Collected data:
##############################
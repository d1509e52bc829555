mod archive;

use std::sync::Mutex;

use actix_cors::Cors;
use actix_web::{App, HttpResponse, HttpServer, Responder, delete, get, middleware, post, put, web};

use serde::{Deserialize, Serialize};

use ejp_gen_core::engine::generator::Generator;
use ejp_gen_core::engine::prediction_input::{Method, PredictionInput};

use crate::archive::{
	Archive, BulkPayload, DEFAULT_HISTORY_LIMIT, DrawPayload, MatchBreakdown,
	PredictionPayload, match_breakdown,
};

/// Where the archive is persisted between runs.
const ARCHIVE_PATH: &str = "./data/archive.bin";

/// Upper bound on sets per generation request.
const MAX_SETS: usize = 20;

/// Struct representing query parameters for the `/v1/generate` endpoint
#[derive(Deserialize)]
struct GenerateParams {
	method: Option<String>, // statistical (default), ml_ensemble, quantum, neural or consensus
	sets: Option<usize>,
	seed: Option<String>,
}

#[derive(Deserialize)]
struct HistoryQuery {
	limit: Option<usize>,
}

struct SharedData {
	archive: Archive,
	generator: Generator,
}

/// Hit counts of one prediction against the latest archived draw.
#[derive(Serialize)]
struct PredictionScore {
	latest_match: MatchBreakdown,
}

/// One stored prediction scored against the latest archived draw.
#[derive(Serialize)]
struct PredictionView {
	id: u64,
	main: Vec<u8>,
	euro: Vec<u8>,
	seed: Option<String>,
	method: String,
	created_at: String,
	#[serde(skip_serializing_if = "Option::is_none")]
	matched: Option<PredictionScore>,
}

#[derive(Serialize)]
struct MatchedPrediction {
	id: u64,
	matches: MatchBreakdown,
}

#[derive(Serialize)]
struct LatestInsights {
	has_latest: bool,
	latest_date: Option<String>,
	matched_predictions: Vec<MatchedPrediction>,
}

/// Writes the archive to disk after a mutation.
fn persist(shared_data: &SharedData) -> Result<(), HttpResponse> {
	if let Err(e) = shared_data.archive.save(ARCHIVE_PATH) {
		log::error!("Failed to persist archive to {ARCHIVE_PATH}: {e}");
		return Err(HttpResponse::InternalServerError().body("Failed to persist archive"));
	}
	Ok(())
}

/// HTTP GET endpoint `/v1/generate`
///
/// Generates prediction sets from query parameters and returns them as a
/// JSON array of `{main, euro}` objects in emission order. Requests with
/// a seed are reproducible; requests without one are not.
#[get("/v1/generate")]
async fn get_generated(data: web::Data<Mutex<SharedData>>, query: web::Query<GenerateParams>) -> impl Responder {
	let method: Method = match query.method.as_deref().unwrap_or("statistical").parse() {
		Ok(method) => method,
		Err(e) => return HttpResponse::BadRequest().body(e),
	};

	let sets = query.sets.unwrap_or(1);
	if sets == 0 || sets > MAX_SETS {
		return HttpResponse::BadRequest().body(format!("Sets must be between 1 and {MAX_SETS}"));
	}

	let shared_data = match data.lock() {
		Ok(m) => m,
		Err(_) => return HttpResponse::InternalServerError().body("Archive lock failed"),
	};

	let input = PredictionInput { method, sets, seed: query.seed.clone() };
	match shared_data.generator.predict(&input) {
		Ok(result) => HttpResponse::Ok().json(result),
		Err(e) => HttpResponse::BadRequest().body(e),
	}
}

/// HTTP GET endpoint `/v1/draws`
///
/// Returns archived draws newest-first, capped at `limit` (default 300).
#[get("/v1/draws")]
async fn get_draws(data: web::Data<Mutex<SharedData>>, query: web::Query<HistoryQuery>) -> impl Responder {
	let shared_data = match data.lock() {
		Ok(m) => m,
		Err(_) => return HttpResponse::InternalServerError().body("Archive lock failed"),
	};

	let limit = query.limit.unwrap_or(DEFAULT_HISTORY_LIMIT);
	HttpResponse::Ok().json(shared_data.archive.history(limit))
}

#[post("/v1/draws")]
async fn post_draw(data: web::Data<Mutex<SharedData>>, payload: web::Json<DrawPayload>) -> impl Responder {
	let mut shared_data = match data.lock() {
		Ok(m) => m,
		Err(_) => return HttpResponse::InternalServerError().body("Archive lock failed"),
	};

	let draw = match shared_data.archive.add_draw(&payload) {
		Ok(draw) => draw,
		Err(e) => return HttpResponse::BadRequest().body(e),
	};
	if let Err(response) = persist(&shared_data) {
		return response;
	}

	log::info!("Archived draw {} ({})", draw.id, draw.date);
	HttpResponse::Ok().json(draw)
}

/// HTTP POST endpoint `/v1/draws/bulk`
///
/// Imports draws from one of three formats (`csv`, `json` or `text`) and
/// reports how many rows were imported and how many were skipped.
#[post("/v1/draws/bulk")]
async fn post_draws_bulk(data: web::Data<Mutex<SharedData>>, payload: web::Json<BulkPayload>) -> impl Responder {
	let mut shared_data = match data.lock() {
		Ok(m) => m,
		Err(_) => return HttpResponse::InternalServerError().body("Archive lock failed"),
	};

	let report = match shared_data.archive.import_bulk(&payload) {
		Ok(report) => report,
		Err(e) => return HttpResponse::BadRequest().body(e),
	};
	if let Err(response) = persist(&shared_data) {
		return response;
	}

	log::info!("Bulk import: {} rows imported, {} skipped", report.imported, report.skipped);
	HttpResponse::Ok().json(report)
}

#[put("/v1/draws/{id}")]
async fn put_draw(
	data: web::Data<Mutex<SharedData>>,
	path: web::Path<u64>,
	payload: web::Json<DrawPayload>,
) -> impl Responder {
	let id = path.into_inner();
	let mut shared_data = match data.lock() {
		Ok(m) => m,
		Err(_) => return HttpResponse::InternalServerError().body("Archive lock failed"),
	};

	if !shared_data.archive.draws().iter().any(|d| d.id == id) {
		return HttpResponse::NotFound().body(format!("Draw {id} not found"));
	}
	let draw = match shared_data.archive.update_draw(id, &payload) {
		Ok(draw) => draw,
		Err(e) => return HttpResponse::BadRequest().body(e),
	};
	if let Err(response) = persist(&shared_data) {
		return response;
	}

	HttpResponse::Ok().json(draw)
}

#[delete("/v1/draws/{id}")]
async fn delete_draw(data: web::Data<Mutex<SharedData>>, path: web::Path<u64>) -> impl Responder {
	let id = path.into_inner();
	let mut shared_data = match data.lock() {
		Ok(m) => m,
		Err(_) => return HttpResponse::InternalServerError().body("Archive lock failed"),
	};

	if let Err(e) = shared_data.archive.remove_draw(id) {
		return HttpResponse::NotFound().body(e);
	}
	if let Err(response) = persist(&shared_data) {
		return response;
	}

	HttpResponse::Ok().body("Draw deleted")
}

#[delete("/v1/draws")]
async fn delete_draws(data: web::Data<Mutex<SharedData>>) -> impl Responder {
	let mut shared_data = match data.lock() {
		Ok(m) => m,
		Err(_) => return HttpResponse::InternalServerError().body("Archive lock failed"),
	};

	let removed = shared_data.archive.clear_draws();
	if let Err(response) = persist(&shared_data) {
		return response;
	}

	log::info!("Cleared {removed} archived draws");
	HttpResponse::Ok().body(format!("Removed {removed} draws"))
}

/// HTTP GET endpoint `/v1/predictions`
///
/// Returns every stored prediction as a JSON array, each scored against
/// the latest archived draw (`matched` is left out while the archive is
/// empty).
#[get("/v1/predictions")]
async fn get_predictions(data: web::Data<Mutex<SharedData>>) -> impl Responder {
	let shared_data = match data.lock() {
		Ok(m) => m,
		Err(_) => return HttpResponse::InternalServerError().body("Archive lock failed"),
	};

	let latest_draw = shared_data.archive.latest_draw().cloned();
	let predictions: Vec<PredictionView> = shared_data
		.archive
		.predictions()
		.iter()
		.map(|p| PredictionView {
			id: p.id,
			main: p.main.clone(),
			euro: p.euro.clone(),
			seed: p.seed.clone(),
			method: p.method.clone(),
			created_at: p.created_at.clone(),
			matched: latest_draw
				.as_ref()
				.map(|draw| PredictionScore { latest_match: match_breakdown(&p.main, &p.euro, draw) }),
		})
		.collect();

	HttpResponse::Ok().json(predictions)
}

#[post("/v1/predictions")]
async fn post_prediction(data: web::Data<Mutex<SharedData>>, payload: web::Json<PredictionPayload>) -> impl Responder {
	let mut shared_data = match data.lock() {
		Ok(m) => m,
		Err(_) => return HttpResponse::InternalServerError().body("Archive lock failed"),
	};

	let created_at = chrono::Utc::now().to_rfc3339();
	let prediction = match shared_data.archive.add_prediction(&payload, created_at) {
		Ok(prediction) => prediction,
		Err(e) => return HttpResponse::BadRequest().body(e),
	};
	if let Err(response) = persist(&shared_data) {
		return response;
	}

	log::info!("Stored prediction {} ({})", prediction.id, prediction.method);
	HttpResponse::Ok().json(prediction)
}

#[delete("/v1/predictions")]
async fn delete_predictions(data: web::Data<Mutex<SharedData>>) -> impl Responder {
	let mut shared_data = match data.lock() {
		Ok(m) => m,
		Err(_) => return HttpResponse::InternalServerError().body("Archive lock failed"),
	};

	let removed = shared_data.archive.clear_predictions();
	if let Err(response) = persist(&shared_data) {
		return response;
	}

	HttpResponse::Ok().body(format!("Removed {removed} stored predictions"))
}

/// HTTP GET endpoint `/v1/insights/latest`
///
/// Summarizes the latest archived draw and lists the stored predictions
/// sharing at least one number with it.
#[get("/v1/insights/latest")]
async fn get_latest_insights(data: web::Data<Mutex<SharedData>>) -> impl Responder {
	let shared_data = match data.lock() {
		Ok(m) => m,
		Err(_) => return HttpResponse::InternalServerError().body("Archive lock failed"),
	};

	let response = match shared_data.archive.latest_draw() {
		Some(draw) => LatestInsights {
			has_latest: true,
			latest_date: Some(draw.date.clone()),
			matched_predictions: shared_data
				.archive
				.matched_predictions(draw)
				.into_iter()
				.map(|(id, matches)| MatchedPrediction { id, matches })
				.collect(),
		},
		None => LatestInsights { has_latest: false, latest_date: None, matched_predictions: Vec::new() },
	};
	HttpResponse::Ok().json(response)
}

/// Main entry point for the server.
///
/// Loads the persisted archive, wraps it (together with the prediction
/// generator) in a `Mutex` for thread safety, and starts an Actix-web
/// HTTP server with the generation, archive and insight endpoints.
///
/// # Notes
/// - The server binds to 127.0.0.1:5000.
/// - A missing or unreadable archive file starts the server empty.
#[actix_web::main]
async fn main() -> std::io::Result<()> {
	env_logger::init_from_env(env_logger::Env::default().default_filter_or("info"));

	let archive = match Archive::load(ARCHIVE_PATH) {
		Ok(archive) => archive,
		Err(e) => {
			log::warn!("Could not load archive from {ARCHIVE_PATH}: {e}; starting empty");
			Archive::default()
		}
	};
	log::info!(
		"Archive ready: {} draws, {} stored predictions",
		archive.draws().len(),
		archive.predictions().len()
	);

	let shared_data = SharedData { archive, generator: Generator::new() };
	let shared_archive = web::Data::new(Mutex::new(shared_data));

	HttpServer::new(move || {
		App::new()
			.app_data(shared_archive.clone())
			.wrap(middleware::Logger::default())
			.wrap(Cors::permissive())
			.service(get_generated)
			.service(get_draws)
			.service(post_draw)
			.service(post_draws_bulk)
			.service(put_draw)
			.service(delete_draw)
			.service(delete_draws)
			.service(get_predictions)
			.service(post_prediction)
			.service(delete_predictions)
			.service(get_latest_insights)
	})
		.bind(("127.0.0.1", 5000))?
		.run()
		.await
}

#[cfg(test)]
mod tests {
	use super::*;

	#[test]
	fn prediction_views_carry_matched_only_when_scored() {
		let view = PredictionView {
			id: 1,
			main: vec![3, 8, 17, 29, 50],
			euro: vec![4, 12],
			seed: None,
			method: "statistical".to_owned(),
			created_at: "2026-01-03T10:00:00+00:00".to_owned(),
			matched: None,
		};
		let body = serde_json::to_string(&view).unwrap();
		assert!(!body.contains("\"matched\""));

		let scored = PredictionView {
			matched: Some(PredictionScore {
				latest_match: MatchBreakdown { main: 2, euro: 1, total: 3 },
			}),
			..view
		};
		let body = serde_json::to_string(&scored).unwrap();
		assert!(body.contains("\"matched\":{\"latest_match\":{\"main\":2,\"euro\":1,\"total\":3}}"));
	}
}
##############################
Prompt: Retype only the lines above between the line with "matched_predictions: shared_data" and the line with "binds to 127.0.0.1:5000.", counting those two lines as well, and keep every character as it is.

Exercise result:
			matched_predictions: shared_data
				.archive
				.matched_predictions(draw)
				.into_iter()
				.map(|(id, matches)| MatchedPrediction { id, matches })
				.collect(),
		},
		None => LatestInsights { has_latest: false, latest_date: None, matched_predictions: Vec::new() },
	};
	HttpResponse::Ok().json(response)
}

/// Main entry point for the server.
///
/// Loads the persisted archive, wraps it (together with the prediction
/// generator) in a `Mutex` for thread safety, and starts an Actix-web
/// HTTP server with the generation, archive and insight endpoints.
///
/// # Notes
/// - The server binds to 127.0.0.1:5000.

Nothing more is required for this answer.